PROMPT: All that is needed is every line of the listing below that has "LinkStage".
═══ RECORDS SUPPLIED
//! Observation linkage: valid patients, LOINC-validated codes, numeric
//! value coercion, unit standardization.

use std::collections::HashSet;

use tracing::debug;

use cohort_model::{LinkReport, LinkStage, Observation, RawObservation};
use cohort_terminology::CodeSet;

use crate::cohort::CohortIds;
use crate::parse::{normalize_unit, parse_f64};

/// Link observation rows to the valid cohort.
///
/// Codes match the LOINC set exactly. The raw value string is preserved and
/// coerced to `VALUE_NUM` with undefined-on-failure; rows with non-numeric
/// values (qualitative results) are kept so downstream aggregation can see
/// them. Units are lower-cased and trimmed only.
pub fn link_observations(
    rows: &[RawObservation],
    cohort: &CohortIds,
    loinc: &CodeSet,
) -> (Vec<Observation>, LinkReport) {
    let mut report = LinkReport::new(LinkStage::Observations, rows.len());
    let mut kept = Vec::new();
    let mut patients = HashSet::new();
    let mut codes = HashSet::new();

    for row in rows {
        if !cohort.contains(&row.patient) {
            report.dropped_unknown_patient += 1;
            continue;
        }
        if !loinc.contains(&row.code) {
            report.dropped_unknown_code += 1;
            continue;
        }
        patients.insert(row.patient.clone());
        codes.insert(row.code.clone());
        kept.push(Observation {
            date: row.date.clone(),
            patient: row.patient.clone(),
            code: row.code.clone(),
            description: row.description.clone(),
            value: row.value.clone(),
            value_num: parse_f64(&row.value),
            units: normalize_unit(row.units.as_deref()),
        });
    }

    report.output_rows = kept.len();
    report.unique_patients = patients.len();
    report.unique_codes = codes.len();
    debug!(
        input = report.input_rows,
        output = report.output_rows,
        "observation linkage complete"
    );
    (kept, report)
}
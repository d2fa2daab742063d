pub mod config;
pub mod enums;
pub mod error;
pub mod records;
pub mod report;

pub use config::{DictionaryPaths, HypertensionDefinition, PipelineConfig};
pub use enums::{Gender, QualityFlag, Race};
pub use error::{ModelError, Result};
pub use records::{
    Condition, Encounter, Medication, Observation, Patient, RawCondition, RawEncounter,
    RawMedication, RawObservation, RawPatient,
};
pub use report::{LinkReport, LinkStage, NumericSummary, PatientCleaningReport, RaceMappingEntry};
//! Condition linkage: valid patients, SNOMED-validated codes.

use std::collections::HashSet;

use tracing::debug;

use cohort_model::{Condition, LinkReport, LinkStage, RawCondition};
use cohort_terminology::CodeSet;

use crate::cohort::CohortIds;
use crate::parse::parse_date;

/// Link condition rows to the valid cohort.
///
/// A row survives iff its patient reference is a cohort member and its code
/// is a SNOMED member (exact match, no normalization). Onset dates parse
/// with undefined-on-failure; a bad date never excludes a row.
pub fn link_conditions(
    rows: &[RawCondition],
    cohort: &CohortIds,
    snomed: &CodeSet,
) -> (Vec<Condition>, LinkReport) {
    let mut report = LinkReport::new(LinkStage::Conditions, rows.len());
    let mut kept = Vec::new();
    let mut patients = HashSet::new();
    let mut codes = HashSet::new();

    for row in rows {
        if !cohort.contains(&row.patient) {
            report.dropped_unknown_patient += 1;
            continue;
        }
        if !snomed.contains(&row.code) {
            report.dropped_unknown_code += 1;
            continue;
        }
        patients.insert(row.patient.clone());
        codes.insert(row.code.clone());
        kept.push(Condition {
            start: row.start.as_deref().and_then(parse_date),
            stop: row.stop.clone(),
            patient: row.patient.clone(),
            code: row.code.clone(),
            description: row.description.clone(),
        });
    }

    report.output_rows = kept.len();
    report.unique_patients = patients.len();
    report.unique_codes = codes.len();
    debug!(
        input = report.input_rows,
        output = report.output_rows,
        "condition linkage complete"
    );
    (kept, report)
}

#[cfg(test)]
mod tests {
    use super::*;
    use chrono::NaiveDate;
    use cohort_terminology::CodeSystem;

    fn raw(patient: &str, code: &str, start: Option<&str>) -> RawCondition {
        RawCondition {
            start: start.map(ToString::to_string),
            stop: None,
            patient: patient.to_string(),
            code: code.to_string(),
            description: None,
        }
    }

    fn snomed() -> CodeSet {
        CodeSet::new(
            CodeSystem::Snomed,
            ["59621000".to_string(), "44054006".to_string()],
        )
    }

    #[test]
    fn keeps_only_cohort_members_with_known_codes() {
        let cohort = CohortIds::from_ids(["P1".to_string()]);
        let rows = vec![
            raw("P1", "59621000", Some("2020-01-01")),
            raw("P1", "999", Some("2020-01-01")),
            raw("P9", "59621000", Some("2020-01-01")),
        ];
        let (kept, report) = link_conditions(&rows, &cohort, &snomed());
        assert_eq!(kept.len(), 1);
        assert_eq!(report.dropped_unknown_patient, 1);
        assert_eq!(report.dropped_unknown_code, 1);
        assert_eq!(report.output_rows, 1);
        assert_eq!(report.unique_patients, 1);
        assert_eq!(report.unique_codes, 1);
        assert_eq!(kept[0].start, NaiveDate::from_ymd_opt(2020, 1, 1));
    }

    #[test]
    fn unparseable_onset_is_kept_as_undefined() {
        let cohort = CohortIds::from_ids(["P1".to_string()]);
        let rows = vec![raw("P1", "44054006", Some("whenever"))];
        let (kept, report) = link_conditions(&rows, &cohort, &snomed());
        assert_eq!(kept.len(), 1);
        assert_eq!(kept[0].start, None);
        assert_eq!(report.dropped_total(), 0);
    }

    #[test]
    fn code_match_is_exact() {
        let cohort = CohortIds::from_ids(["P1".to_string()]);
        // The float-formatted variant must not match: conditions get no
        // normalization.
        let rows = vec![raw("P1", "59621000.0", None)];
        let (kept, report) = link_conditions(&rows, &cohort, &snomed());
        assert!(kept.is_empty());
        assert_eq!(report.dropped_unknown_code, 1);
    }
}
══════
EXERCISE SOLUTION:
use cohort_model::{LinkReport, LinkStage, Observation, RawObservation};
    let mut report = LinkReport::new(LinkStage::Observations, rows.len());
pub use report::{LinkReport, LinkStage, NumericSummary, PatientCleaningReport, RaceMappingEntry};
use cohort_model::{Condition, LinkReport, LinkStage, RawCondition};
    let mut report = LinkReport::new(LinkStage::Conditions, rows.len());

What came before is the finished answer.